_EXERCISE DESCRIPTION:_ Return each record shown below exactly, with none omitted.

_INPUT DATA:_

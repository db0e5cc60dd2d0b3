//! Persisted shapes for the store
//!
//! Keys written to the durable store:
//! ```text
//! wordwise-storage            # StateSnapshot: words with mastery, filters, caches, queue
//! wordwise-custom-words       # Vec<WordEntry> added by the learner
//! wordwise-word-notes         # { word: note }
//! wordwise-word-last-updated  # { word: RFC 3339 timestamp }
//! ```

use std::collections::HashMap;

use chrono::{DateTime, Utc};
use serde::{Deserialize, Serialize};

use crate::enrichment::{QuizQuestion, WordDefinition};
use crate::mastery::MasteryState;
use crate::review::ReviewQueue;
use crate::session::FilterState;
use crate::vocabulary::WordEntry;

pub const STATE_KEY: &str = "wordwise-storage";
pub const CUSTOM_WORDS_KEY: &str = "wordwise-custom-words";
pub const NOTES_KEY: &str = "wordwise-word-notes";
pub const LAST_UPDATED_KEY: &str = "wordwise-word-last-updated";

/// Bumped when the snapshot layout changes incompatibly
pub const SNAPSHOT_VERSION: u32 = 1;

/// One word as stored in the full snapshot
#[derive(Debug, Clone, PartialEq, Serialize, Deserialize)]
pub struct PersistedWord {
    #[serde(flatten)]
    pub entry: WordEntry,
    #[serde(flatten)]
    pub mastery: MasteryState,
}

#[derive(Debug, Clone, Default, PartialEq, Serialize, Deserialize)]
#[serde(rename_all = "camelCase")]
pub struct StateSnapshot {
    #[serde(default)]
    pub version: u32,
    #[serde(default)]
    pub words: Vec<PersistedWord>,
    #[serde(default)]
    pub filters: FilterState,
    #[serde(default)]
    pub review_queue: ReviewQueue,
    #[serde(default)]
    pub definition_cache: HashMap<String, WordDefinition>,
    #[serde(default)]
    pub quiz_cache: HashMap<String, QuizQuestion>,
    #[serde(default, skip_serializing_if = "Option::is_none")]
    pub saved_at: Option<DateTime<Utc>>,
}

impl StateSnapshot {
    pub fn mastery_states(&self) -> HashMap<String, MasteryState> {
        self.words
            .iter()
            .map(|w| (w.entry.id.clone(), w.mastery.clone()))
            .collect()
    }
}

pub type NoteMap = HashMap<String, String>;
pub type TimestampMap = HashMap<String, DateTime<Utc>>;

#[cfg(test)]
mod tests {
    use super::*;
    use crate::mastery::MasteryStatus;

    #[test]
    fn test_persisted_word_is_flat() {
        let mut entry = WordEntry::new("brave").with_level("A2");
        entry.meaning = Some("dũng cảm".into());
        let word = PersistedWord {
            entry,
            mastery: MasteryState {
                status: MasteryStatus::Learning,
                encounters: 2,
                ..Default::default()
            },
        };

        let json = serde_json::to_value(&word).unwrap();
        assert_eq!(json["word"], "brave");
        assert_eq!(json["level"], "A2");
        assert_eq!(json["status"], "learning");
        assert_eq!(json["encounters"], 2);

        let back: PersistedWord = serde_json::from_value(json).unwrap();
        assert_eq!(back, word);
    }

    #[test]
    fn test_older_snapshot_missing_fields_loads() {
        let snapshot: StateSnapshot =
            serde_json::from_str(r#"{"words":[{"word":"run"}],"reviewQueue":["run"]}"#).unwrap();

        assert_eq!(snapshot.version, 0);
        assert_eq!(snapshot.words[0].mastery.status, MasteryStatus::New);
        assert_eq!(snapshot.review_queue.ids(), ["run".to_string()]);
        assert!(snapshot.definition_cache.is_empty());
        assert_eq!(snapshot.filters, FilterState::default());
    }
}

_OUTPUT FOR THIS TASK:_
repository db0e5cc60dd2d0b3
//! Persisted shapes for the store
//!
//! Keys written to the durable store:
//! ```text
//! wordwise-storage            # StateSnapshot: words with mastery, filters, caches, queue
//! wordwise-custom-words       # Vec<WordEntry> added by the learner
//! wordwise-word-notes         # { word: note }
//! wordwise-word-last-updated  # { word: RFC 3339 timestamp }
//! ```

use std::collections::HashMap;

use chrono::{DateTime, Utc};
use serde::{Deserialize, Serialize};

use crate::enrichment::{QuizQuestion, WordDefinition};
use crate::mastery::MasteryState;
use crate::review::ReviewQueue;
use crate::session::FilterState;
use crate::vocabulary::WordEntry;

pub const STATE_KEY: &str = "wordwise-storage";
pub const CUSTOM_WORDS_KEY: &str = "wordwise-custom-words";
pub const NOTES_KEY: &str = "wordwise-word-notes";
pub const LAST_UPDATED_KEY: &str = "wordwise-word-last-updated";

/// Bumped when the snapshot layout changes incompatibly
pub const SNAPSHOT_VERSION: u32 = 1;

/// One word as stored in the full snapshot
#[derive(Debug, Clone, PartialEq, Serialize, Deserialize)]
pub struct PersistedWord {
    #[serde(flatten)]
    pub entry: WordEntry,
    #[serde(flatten)]
    pub mastery: MasteryState,
}

#[derive(Debug, Clone, Default, PartialEq, Serialize, Deserialize)]
#[serde(rename_all = "camelCase")]
pub struct StateSnapshot {
    #[serde(default)]
    pub version: u32,
    #[serde(default)]
    pub words: Vec<PersistedWord>,
    #[serde(default)]
    pub filters: FilterState,
    #[serde(default)]
    pub review_queue: ReviewQueue,
    #[serde(default)]
    pub definition_cache: HashMap<String, WordDefinition>,
    #[serde(default)]
    pub quiz_cache: HashMap<String, QuizQuestion>,
    #[serde(default, skip_serializing_if = "Option::is_none")]
    pub saved_at: Option<DateTime<Utc>>,
}

impl StateSnapshot {
    pub fn mastery_states(&self) -> HashMap<String, MasteryState> {
        self.words
            .iter()
            .map(|w| (w.entry.id.clone(), w.mastery.clone()))
            .collect()
    }
}

pub type NoteMap = HashMap<String, String>;
pub type TimestampMap = HashMap<String, DateTime<Utc>>;

#[cfg(test)]
mod tests {
    use super::*;
    use crate::mastery::MasteryStatus;

    #[test]
    fn test_persisted_word_is_flat() {
        let mut entry = WordEntry::new("brave").with_level("A2");
        entry.meaning = Some("dũng cảm".into());
        let word = PersistedWord {
            entry,
            mastery: MasteryState {
                status: MasteryStatus::Learning,
                encounters: 2,
                ..Default::default()
            },
        };

        let json = serde_json::to_value(&word).unwrap();
        assert_eq!(json["word"], "brave");
        assert_eq!(json["level"], "A2");
        assert_eq!(json["status"], "learning");
        assert_eq!(json["encounters"], 2);

        let back: PersistedWord = serde_json::from_value(json).unwrap();
        assert_eq!(back, word);
    }

    #[test]
    fn test_older_snapshot_missing_fields_loads() {
        let snapshot: StateSnapshot =
            serde_json::from_str(r#"{"words":[{"word":"run"}],"reviewQueue":["run"]}"#).unwrap();

        assert_eq!(snapshot.version, 0);
        assert_eq!(snapshot.words[0].mastery.status, MasteryStatus::New);
        assert_eq!(snapshot.review_queue.ids(), ["run".to_string()]);
        assert!(snapshot.definition_cache.is_empty());
        assert_eq!(snapshot.filters, FilterState::default());
    }
}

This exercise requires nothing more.